Research in the laboratory of John Tainer has led to a detailed understanding of the mechanism by which mutations in a critical enzyme involved in DNA repair lead to 3 distinct disease phenotypes. Dr. Tainer and coworkers determined the structure of the XPD helicase, which is absolutely required for nucleotide excision repair of damaged DNA, and measured the effects of disease-causing mutations on the enzymatic activity of the helicase. Mutations associated with xeroderma pigmentosum impair the DNA helicase activity of XPD and greatly predispose patients to skin cancer. Mutations associated with Cockayne syndrome also reduce helicase activity and, in addition, cause the XPD enzyme to become stuck on the DNA that is undergoing repair. Finally, trichothiodystrophy mutants cause framework defects that disrupt the integrity of the repair machinery. Related structural work in the Tainer laboratory provided important insights into the mechanism of base excision repair of damaged DNA. A molecular level knowledge of mechanisms of DNA repair is of central importance to understanding cancer, developmental diseases, and aging, and pathogen-specific DNA repair enzymes are potential targets for novel antibacterial and antifungal agents.

A collaboration between Curt Wittenberg and Paul Russell of our department and John Yates, Department of Cell Biology, has led to novel insights into the molecular mechanism by which cells respond to errors in DNA replication. During normal cell division, a protein named Nrm1 binds to DNA and represses the expression of key genes during the G₁ phase of the cell cycle. Under conditions of stress, replication stalls, and repression of these G₁-phase genes by Nrm1 is blocked, resulting in expression of proteins needed to correct the problem that caused the stall. Understanding the molecular mechanisms responsible for checkpoint control during the cell cycle is critical for understanding oncogenesis and may eventually facilitate development of novel cancer therapeutics that target the replication checkpoints.

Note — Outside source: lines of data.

impl RelationshipStore for SqliteStore {
    type Error = StoreError;

    fn insert_identity(&self, identity: &Identity) -> Result<(), Self::Error> {
        let conn = self.lock()?;
        conn.execute(
            "INSERT INTO identities (id, name, friends_count) VALUES (?1, ?2, 0)",
            params![id_bytes(identity.id.value()), &identity.name],
        )?;
        Ok(())
    }

    fn get_identity(&self, id: IdentityId) -> Result<Option<Identity>, Self::Error> {
        let conn = self.lock()?;
        let identity = conn
            .query_row(
                &format!("SELECT {IDENTITY_COLUMNS} FROM identities WHERE id = ?1"),
                params![id_bytes(id.value())],
                row_to_identity,
            )
            .optional()?;
        Ok(identity)
    }

    fn friends_of(&self, id: IdentityId) -> Result<Vec<Identity>, Self::Error> {
        let conn = self.lock()?;
        let mut stmt = conn.prepare(
            "SELECT i.id, i.name, i.friends_count FROM identities i
             JOIN friendships f
               ON (f.low_id = ?1 AND f.high_id = i.id)
               OR (f.high_id = ?1 AND f.low_id = i.id)
             ORDER BY i.name, i.id",
        )?;
        let friends = stmt
            .query_map(params![id_bytes(id.value())], row_to_identity)?
            .collect::<Result<Vec<_>, _>>()?;
        Ok(friends)
    }

    fn are_friends(&self, pair: IdentityPair) -> Result<bool, Self::Error> {
        let conn = self.lock()?;
        let exists = conn
            .query_row(
                "SELECT 1 FROM friendships WHERE low_id = ?1 AND high_id = ?2",
                params![id_bytes(pair.low().value()), id_bytes(pair.high().value())],
                |_| Ok(true),
            )
            .optional()?
            .unwrap_or(false);
        Ok(exists)
    }

    fn add_mutual_friend(&self, pair: IdentityPair) -> Result<bool, Self::Error> {
        let mut conn = self.lock()?;
        let tx = conn.transaction_with_behavior(TransactionBehavior::Immediate)?;
        let added = insert_friendship(&tx, pair)?;
        recount_pair(&tx, pair)?;
        tx.commit()?;
        Ok(added)
    }

    fn remove_mutual_friend(&self, pair: IdentityPair) -> Result<bool, Self::Error> {
        let mut conn = self.lock()?;
        let tx = conn.transaction_with_behavior(TransactionBehavior::Immediate)?;
        let removed = delete_friendship(&tx, pair)?;
        recount_pair(&tx, pair)?;
        tx.commit()?;
        Ok(removed)
    }

    fn find_unresolved_request(
        &self,
        pair: IdentityPair,
    ) -> Result<Option<FriendshipRequest>, Self::Error> {
        let conn = self.lock()?;
        select_unresolved(&conn, pair)
    }

    fn find_sent_request(
        &self,
        created_by: IdentityId,
        created_for: IdentityId,
    ) -> Result<Option<FriendshipRequest>, Self::Error> {
        let conn = self.lock()?;
        let request = conn
            .query_row(
                &format!(
                    "SELECT {REQUEST_COLUMNS} FROM friendship_requests
                     WHERE created_by = ?1 AND created_for = ?2 AND status = 'sent'"
                ),
                params![id_bytes(created_by.value()), id_bytes(created_for.value())],
                row_to_request,
            )
            .optional()?;
        Ok(request)
    }

    fn create_request(
        &self,
        requester: IdentityId,
        target: IdentityId,
        at: u64,
    ) -> Result<RequestCreation, Self::Error> {
        let pair = IdentityPair::new(requester, target).ok_or_else(|| {
            StoreError::InvalidData("Friendship request to self".to_string())
        })?;

        let mut conn = self.lock()?;
        let tx = conn.transaction_with_behavior(TransactionBehavior::Immediate)?;

        if let Some(existing) = select_unresolved(&tx, pair)? {
            debug!("Unresolved request {} already covers the pair", existing.id);
            return Ok(RequestCreation::Existing(existing));
        }

        let request = FriendshipRequest::new(requester, target, at);
        tx.execute(
            "INSERT INTO friendship_requests
                (id, created_by, created_for, low_id, high_id, status, created_at)
             VALUES (?1, ?2, ?3, ?4, ?5, ?6, ?7)",
            params![
                id_bytes(request.id.value()),
                id_bytes(requester.value()),
                id_bytes(target.value()),
                id_bytes(pair.low().value()),
                id_bytes(pair.high().value()),
                request.status.as_str(),
                request.created_at as i64,
            ],
        )?;
        tx.commit()?;

        Ok(RequestCreation::Created(request))
    }

    fn resolve_request(&self, id: RequestId, status: RequestStatus) -> Result<bool, Self::Error> {
        let conn = self.lock()?;
        let updated = conn.execute(
            "UPDATE friendship_requests SET status = ?2 WHERE id = ?1 AND status = 'sent'",
            params![id_bytes(id.value()), status.as_str()],
        )?;
        if updated == 0 {
            debug!("Request {} is not awaiting a response", id);
        }
        Ok(updated > 0)
    }

    fn accept_request(&self, id: RequestId, pair: IdentityPair) -> Result<bool, Self::Error> {
        let mut conn = self.lock()?;
        let tx = conn.transaction_with_behavior(TransactionBehavior::Immediate)?;

        let updated = tx.execute(
            "UPDATE friendship_requests SET status = 'accepted'
             WHERE id = ?1 AND low_id = ?2 AND high_id = ?3 AND status = 'sent'",
            params![
                id_bytes(id.value()),
                id_bytes(pair.low().value()),
                id_bytes(pair.high().value()),
            ],
        )?;
        if updated == 0 {
            debug!("Request {} is not awaiting a response", id);
            return Ok(false);
        }

        insert_friendship(&tx, pair)?;
        recount_pair(&tx, pair)?;
        tx.commit()?;
        Ok(true)
    }

    fn delete_requests_between(&self, pair: IdentityPair) -> Result<usize, Self::Error> {
        let conn = self.lock()?;
        delete_requests(&conn, pair)
    }

    fn dissolve_friendship(&self, pair: IdentityPair) -> Result<bool, Self::Error> {
        let mut conn = self.lock()?;
        let tx = conn.transaction_with_behavior(TransactionBehavior::Immediate)?;

        if !delete_friendship(&tx, pair)? {
            return Ok(false);
        }
        recount_pair(&tx, pair)?;
        let purged = delete_requests(&tx, pair)?;
        tx.commit()?;

        debug!("Dissolved friendship, purged {} request records", purged);
        Ok(true)
    }

    fn pending_requests(
        &self,
        id: IdentityId,
        direction: RequestDirection,
    ) -> Result<Vec<FriendshipRequest>, Self::Error> {
        let column = match direction {
            RequestDirection::Incoming => "created_for",
            RequestDirection::Outgoing => "created_by",
        };

        let conn = self.lock()?;
        let mut stmt = conn.prepare(&format!(
            "SELECT {REQUEST_COLUMNS} FROM friendship_requests
             WHERE {column} = ?1 AND status = 'sent'
             ORDER BY created_at, id"
        ))?;
        let requests = stmt
            .query_map(params![id_bytes(id.value())], row_to_request)?
            .collect::<Result<Vec<_>, _>>()?;
        Ok(requests)
    }

    fn get_connection(&self, pair: IdentityPair) -> Result<Option<Connection>, Self::Error> {
        let conn = self.lock()?;
        select_connection(&conn, pair)
    }

    fn get_or_create_connection(
        &self,
        pair: IdentityPair,
        at: u64,
    ) -> Result<(Connection, bool), Self::Error> {
        let mut conn = self.lock()?;
        let tx = conn.transaction_with_behavior(TransactionBehavior::Immediate)?;

        if let Some(existing) = select_connection(&tx, pair)? {
            return Ok((existing, false));
        }

        let connection = Connection::new(pair, at);
        tx.execute(
            "INSERT INTO connections (id, low_id, high_id, score, last_interaction)
             VALUES (?1, ?2, ?3, ?4, ?5)",
            params![
                id_bytes(connection.id.value()),
                id_bytes(pair.low().value()),
                id_bytes(pair.high().value()),
                connection.score,
                connection.last_interaction as i64,
            ],
        )?;
        tx.commit()?;

        Ok((connection, true))
    }

    fn update_connection_score(
        &self,
        id: ConnectionId,
        delta: f64,
        at: u64,
    ) -> Result<Connection, Self::Error> {
        let mut conn = self.lock()?;
        let tx = conn.transaction_with_behavior(TransactionBehavior::Immediate)?;

        let updated = tx.execute(
            "UPDATE connections SET score = score + ?2, last_interaction = ?3 WHERE id = ?1",
            params![id_bytes(id.value()), delta, at as i64],
        )?;
        if updated == 0 {
            return Err(StoreError::NotFound(format!("connection {}", id)));
        }

        let connection = tx.query_row(
            &format!("SELECT {CONNECTION_COLUMNS} FROM connections WHERE id = ?1"),
            params![id_bytes(id.value())],
            row_to_connection,
        )?;
        tx.commit()?;

        Ok(connection)
    }

    fn connections_of(&self, id: IdentityId) -> Result<Vec<Connection>, Self::Error> {
        let conn = self.lock()?;
        let mut stmt = conn.prepare(&format!(
            "SELECT {CONNECTION_COLUMNS} FROM connections
             WHERE (low_id = ?1 OR high_id = ?1) AND score > ?2
             ORDER BY low_id, high_id"
        ))?;
        let connections = stmt
            .query_map(
                params![id_bytes(id.value()), wey_domain::CONNECTED_THRESHOLD],
                row_to_connection,
            )?
            .collect::<Result<Vec<_>, _>>()?;
        Ok(connections)
    }
}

Recent work by Paul Schimmel and members of his group has revealed the mechanism by which alanyl-tRNA synthetase edits mischarged tRNA^Ala to correct errors of protein synthesis. Mistranslation, which occurs when an incorrect amino acid binds to tRNA and becomes incorporated into a protein, leads to synthesis of proteins containing errors. Such errors of protein synthesis are associated with numerous diseases. The research by Dr. Schimmel and coworkers provides novel insights into the checkpoints that guard against misincorporation of amino acids and greatly extends our understanding of how cells avoid errors during protein synthesis.

Research by Nick Boddy, Clare McGowan, John Tainer, and their coworkers has led to the identification of a previously unknown and completely unexpected family of ubiquitin ligases that mediate cross talk between the sumoylation and ubiquitination pathways. These SUMO-targeted ubiquitin ligases specifically target SUMO-modified proteins for ubiquitination and subsequent proteasomal degradation. The ligases bind specifically to sumoylated proteins and catalyze ubiquitination of the proteins, thereby playing a central role in regulation of sumoylation pathways and in the homeostasis of SUMO-
modified proteins. SUMO-targeted ubiquitin ligases are involved in the regulation of genome stability, and evidence exists that they play a central role in controlling cancer metastasis, making them potential targets for novel therapeutics designed to inhibit cancer growth.

Molecular biology remains a field of enormous opportunity and excitement. The scientists in this department are taking full advantage of powerful new technologies to advance our understanding of fundamental biological processes at the molecular level. Their discoveries will ultimately be translated into new advances in biotechnology and medicine.